*Problem statement*.
Nothing in the data should be left out or altered when it is retyped.

++++ Record excerpts

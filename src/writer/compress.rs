//! Entropy coder seam for the image data
use std::io;

/// Turns indexed pixels into a compressed code stream.
///
/// The returned bytes are the raw code stream; block framing is done by the
/// [`Encoder`](super::Encoder).
pub trait Compress: Send + Sync {
    fn compress(&self, width: u16, height: u16, indices: &[u8], bit_depth: u8) -> io::Result<Vec<u8>>;
}

/// Variable-length-code LZW with LSB first bit packing
#[derive(Debug, Default, Clone, Copy)]
pub struct Lzw;

impl Compress for Lzw {
    fn compress(&self, width: u16, height: u16, indices: &[u8], bit_depth: u8) -> io::Result<Vec<u8>> {
        if indices.is_empty() || indices.len() != width as usize * height as usize {
            return Err(io::Error::new(
                io::ErrorKind::InvalidInput,
                "The indexed pixel buffer does not match the frame size.",
            ));
        }
        let mut data = Vec::with_capacity(indices.len() / 2);
        {
            let mut enc = lzw::Encoder::new(lzw::LsbWriter::new(&mut data), bit_depth)?;
            enc.encode_bytes(indices)?;
        }
        Ok(data)
    }
}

++++++++

*Expected answer*.
filename src/writer/compress.rs
//! Entropy coder seam for the image data
use std::io;

/// Turns indexed pixels into a compressed code stream.
///
/// The returned bytes are the raw code stream; block framing is done by the
/// [`Encoder`](super::Encoder).
pub trait Compress: Send + Sync {
    fn compress(&self, width: u16, height: u16, indices: &[u8], bit_depth: u8) -> io::Result<Vec<u8>>;
}

/// Variable-length-code LZW with LSB first bit packing
#[derive(Debug, Default, Clone, Copy)]
pub struct Lzw;

impl Compress for Lzw {
    fn compress(&self, width: u16, height: u16, indices: &[u8], bit_depth: u8) -> io::Result<Vec<u8>> {
        if indices.is_empty() || indices.len() != width as usize * height as usize {
            return Err(io::Error::new(
                io::ErrorKind::InvalidInput,
                "The indexed pixel buffer does not match the frame size.",
            ));
        }
        let mut data = Vec::with_capacity(indices.len() / 2);
        {
            let mut enc = lzw::Encoder::new(lzw::LsbWriter::new(&mut data), bit_depth)?;
            enc.encode_bytes(indices)?;
        }
        Ok(data)
    }
}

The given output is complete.